Theoretical Division, Los Alamos National Laboratory, Los Alamos, New Mexico 87545, USA.
Hearne Institute for Theoretical Physics and Department of Physics and Astronomy, Louisiana State University, Baton Rouge, Louisiana 70803, USA.
Phys Rev Lett. 2022 May 6;128(18):180505. doi: 10.1103/PhysRevLett.128.180505.

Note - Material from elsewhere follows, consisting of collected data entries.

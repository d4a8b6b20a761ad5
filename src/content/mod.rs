//! Local side of a sync: which files exist, what their bytes are, and where
//! they land in the remote tree.

mod path_map;
mod reader;

use std::path::PathBuf;

pub use path_map::PathMapper;
pub use reader::{classify, is_regular_file, list_files, read_content};

use crate::error::ReadError;
use crate::host::BlobContent;

/// A local file scheduled for upload.
#[derive(Debug, Clone, PartialEq, Eq)]
pub struct LocalFile {
    pub absolute_path: PathBuf,
    pub remote_path: String,
}

impl LocalFile {
    /// Read and classify the file. Called at upload time, so a file removed
    /// after enumeration surfaces here.
    pub fn read(&self) -> Result<BlobContent, ReadError> {
        read_content(&self.absolute_path)
    }
}
use anyhow::Result;
use std::io::{self, Write};

/// Text explaining how to provide a GitHub access token.
pub const INSTRUCTIONS: &str = include_str!("../assets/instructions.txt");

/// Print the access token setup instructions.
///
/// Printed by `expub instructions`, and by any command that needs a token
/// when neither `GITHUB_PAT` nor `GITHUB_TOKEN` is set.
///
/// # Errors
/// Returns an error if writing to `stdout` fails.
pub fn cmd_instructions() -> Result<()> {
    io::stdout().write_all(INSTRUCTIONS.as_bytes())?;
    Ok(())
}
//! Capabilities the synchronization engine consumes from the repository host.
//!
//! [`ObjectStore`] is the low-level git data API (blobs, trees, commits, refs)
//! scoped to one repository. [`Provisioner`] covers the single-call
//! repository management the publish command performs before syncing.
//! [`github`] implements both against the GitHub REST API and [`memory`]
//! implements the object store in memory.

pub mod github;
pub mod memory;

use base64::Engine;
use base64::engine::general_purpose::STANDARD;
use serde::{Deserialize, Serialize};
use std::fmt;

use crate::error::RemoteError;

/// Identifier of a blob, tree or commit held by the host.
#[derive(Debug, Clone, PartialEq, Eq, Hash, PartialOrd, Ord, Serialize, Deserialize)]
#[serde(transparent)]
pub struct ObjectId(String);

impl ObjectId {
    pub fn new(id: impl Into<String>) -> Self {
        Self(id.into())
    }

    pub fn as_str(&self) -> &str {
        &self.0
    }
}

impl fmt::Display for ObjectId {
    fn fmt(&self, f: &mut fmt::Formatter<'_>) -> fmt::Result {
        f.write_str(&self.0)
    }
}

/// Transfer encoding used when uploading a blob.
#[derive(Debug, Clone, Copy, PartialEq, Eq, Serialize, Deserialize)]
pub enum BlobEncoding {
    #[serde(rename = "utf-8")]
    Utf8,
    #[serde(rename = "base64")]
    Base64,
}

/// File contents ready for upload, already classified as text or binary.
#[derive(Debug, Clone, PartialEq, Eq)]
pub enum BlobContent {
    Text(String),
    Binary(Vec<u8>),
}

impl BlobContent {
    pub fn encoding(&self) -> BlobEncoding {
        match self {
            BlobContent::Text(_) => BlobEncoding::Utf8,
            BlobContent::Binary(_) => BlobEncoding::Base64,
        }
    }

    /// The payload as it goes over the wire for [`BlobContent::encoding`].
    pub fn wire_content(&self) -> String {
        match self {
            BlobContent::Text(s) => s.clone(),
            BlobContent::Binary(b) => STANDARD.encode(b),
        }
    }

    pub fn as_bytes(&self) -> &[u8] {
        match self {
            BlobContent::Text(s) => s.as_bytes(),
            BlobContent::Binary(b) => b,
        }
    }

    pub fn is_binary(&self) -> bool {
        matches!(self, BlobContent::Binary(_))
    }
}

/// Decode a wire payload back into raw bytes.
pub fn decode_wire(content: &str, encoding: BlobEncoding) -> Result<Vec<u8>, RemoteError> {
    match encoding {
        BlobEncoding::Utf8 => Ok(content.as_bytes().to_vec()),
        BlobEncoding::Base64 => {
            let cleaned: String = content.chars().filter(|c| !c.is_whitespace()).collect();
            STANDARD
                .decode(cleaned)
                .map_err(|e| RemoteError::Decode(format!("invalid base64 blob: {e}")))
        }
    }
}

/// One entry of a tree submission. Only regular files are ever written.
#[derive(Debug, Clone, PartialEq, Eq)]
pub struct TreeEntry {
    pub path: String,
    pub object_id: ObjectId,
}

impl TreeEntry {
    pub const MODE_FILE: &'static str = "100644";
}

/// Tip commit and root tree of an existing branch.
#[derive(Debug, Clone, PartialEq, Eq)]
pub struct BranchState {
    pub branch: String,
    pub tip_commit: ObjectId,
    pub root_tree: ObjectId,
}

/// Low-level git data operations against one repository.
///
/// Implementations must be shareable across the upload thread pool.
pub trait ObjectStore: Send + Sync {
    fn create_blob(&self, content: &BlobContent) -> Result<ObjectId, RemoteError>;

    /// Create a tree. With `base`, entries are layered on top of that tree;
    /// without it the tree contains exactly `entries`.
    fn create_tree(
        &self,
        base: Option<&ObjectId>,
        entries: &[TreeEntry],
    ) -> Result<ObjectId, RemoteError>;

    fn create_commit(
        &self,
        tree: &ObjectId,
        parent: &ObjectId,
        message: &str,
    ) -> Result<ObjectId, RemoteError>;

    /// Root tree of a commit.
    fn commit_tree(&self, commit: &ObjectId) -> Result<ObjectId, RemoteError>;

    /// Tip of `branch`, or `None` when the branch does not exist.
    fn get_ref(&self, branch: &str) -> Result<Option<ObjectId>, RemoteError>;

    fn create_ref(&self, branch: &str, commit: &ObjectId) -> Result<(), RemoteError>;

    /// Move `branch` to `commit`. Hosts may refuse non-fast-forward moves.
    fn update_ref(&self, branch: &str, commit: &ObjectId) -> Result<(), RemoteError>;
}

/// A repository as seen by the provisioning step.
#[derive(Debug, Clone, PartialEq, Eq)]
pub struct RepoHandle {
    pub owner: String,
    pub name: String,
    pub default_branch: String,
    pub private: bool,
}

/// Options used when a repository is created or updated.
#[derive(Debug, Clone, Copy, PartialEq, Eq)]
pub struct RepoOptions {
    /// `None` keeps the current visibility (or the host default on creation).
    pub private: Option<bool>,
    pub template: bool,
}

/// An issue as listed by the host.
#[derive(Debug, Clone, PartialEq, Eq)]
pub struct Issue {
    pub id: u64,
    pub number: u64,
    pub title: String,
}

/// Repository management calls made before synchronization.
pub trait Provisioner {
    /// The repository, or `None` when it does not exist.
    fn find_repository(&self, owner: &str, name: &str) -> Result<Option<RepoHandle>, RemoteError>;

    /// Create the repository if needed, otherwise update its settings.
    fn ensure_repository(
        &self,
        owner: &str,
        name: &str,
        opts: RepoOptions,
    ) -> Result<RepoHandle, RemoteError>;

    fn protect_branch(
        &self,
        repo: &RepoHandle,
        branch: &str,
        required_reviews: u32,
    ) -> Result<(), RemoteError>;

    fn list_issues(&self, repo: &RepoHandle) -> Result<Vec<Issue>, RemoteError>;

    fn create_issue(&self, repo: &RepoHandle, title: &str, body: &str)
    -> Result<Issue, RemoteError>;

    fn add_issue_card(&self, column_id: u64, issue: &Issue) -> Result<(), RemoteError>;

    fn grant_team(
        &self,
        repo: &RepoHandle,
        team_slug: &str,
        permission: Option<&str>,
    ) -> Result<(), RemoteError>;
}

#[cfg(test)]
mod tests {
    use super::*;

    #[test]
    fn binary_content_survives_wire_encoding() {
        let raw = vec![0u8, 159, 146, 150, b'\n', 0xff];
        let content = BlobContent::Binary(raw.clone());
        assert_eq!(content.encoding(), BlobEncoding::Base64);
        let back = decode_wire(&content.wire_content(), content.encoding()).unwrap();
        assert_eq!(back, raw);
    }

    #[test]
    fn text_content_is_sent_verbatim() {
        let content = BlobContent::Text("héllo\n".into());
        assert_eq!(content.encoding(), BlobEncoding::Utf8);
        assert_eq!(content.wire_content(), "héllo\n");
    }

    #[test]
    fn encoding_serializes_like_the_api_expects() {
        assert_eq!(serde_json::to_string(&BlobEncoding::Utf8).unwrap(), "\"utf-8\"");
        assert_eq!(
            serde_json::to_string(&BlobEncoding::Base64).unwrap(),
            "\"base64\""
        );
    }
}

Several architectures have been proposed for quantum neural networks (QNNs), with the goal of efficiently performing machine learning tasks on quantum data. Rigorous scaling results are urgently needed for specific QNN constructions to understand which, if any, will be trainable at a large scale. Here, we analyze the gradient scaling (and hence the trainability) for a recently proposed architecture that we call dissipative QNNs (DQNNs), where the input qubits of each layer are discarded at the layer's output. We find that DQNNs can exhibit barren plateaus, i.e., gradients that vanish exponentially in the number of qubits. Moreover, we provide quantitative bounds on the scaling of the gradient for DQNNs under different conditions, such as different cost functions and circuit depths, and show that trainability is not always guaranteed. Our work represents the first rigorous analysis of the scalability of a perceptron-based QNN.
已经提出了几种量子神经网络 (QNN) 的架构,其目标是在量子数据上有效地执行机器学习任务。为了了解哪些架构可以在大规模上进行训练,迫切需要针对特定的 QNN 结构进行严格的扩展结果。在这里,我们分析了最近提出的一种架构的梯度扩展(因此可训练性),我们称之为耗散 QNN(DQNN),其中每层的输入量子位在层的输出时被丢弃。我们发现 DQNN 可能表现出贫瘠的高原,即梯度在量子位数量上呈指数衰减。此外,我们在不同条件下(例如不同的成本函数和电路深度)为 DQNN 的梯度扩展提供了定量界限,并表明可训练性并不总是有保证的。我们的工作代表了对基于感知器的 QNN 的可扩展性的首次严格分析。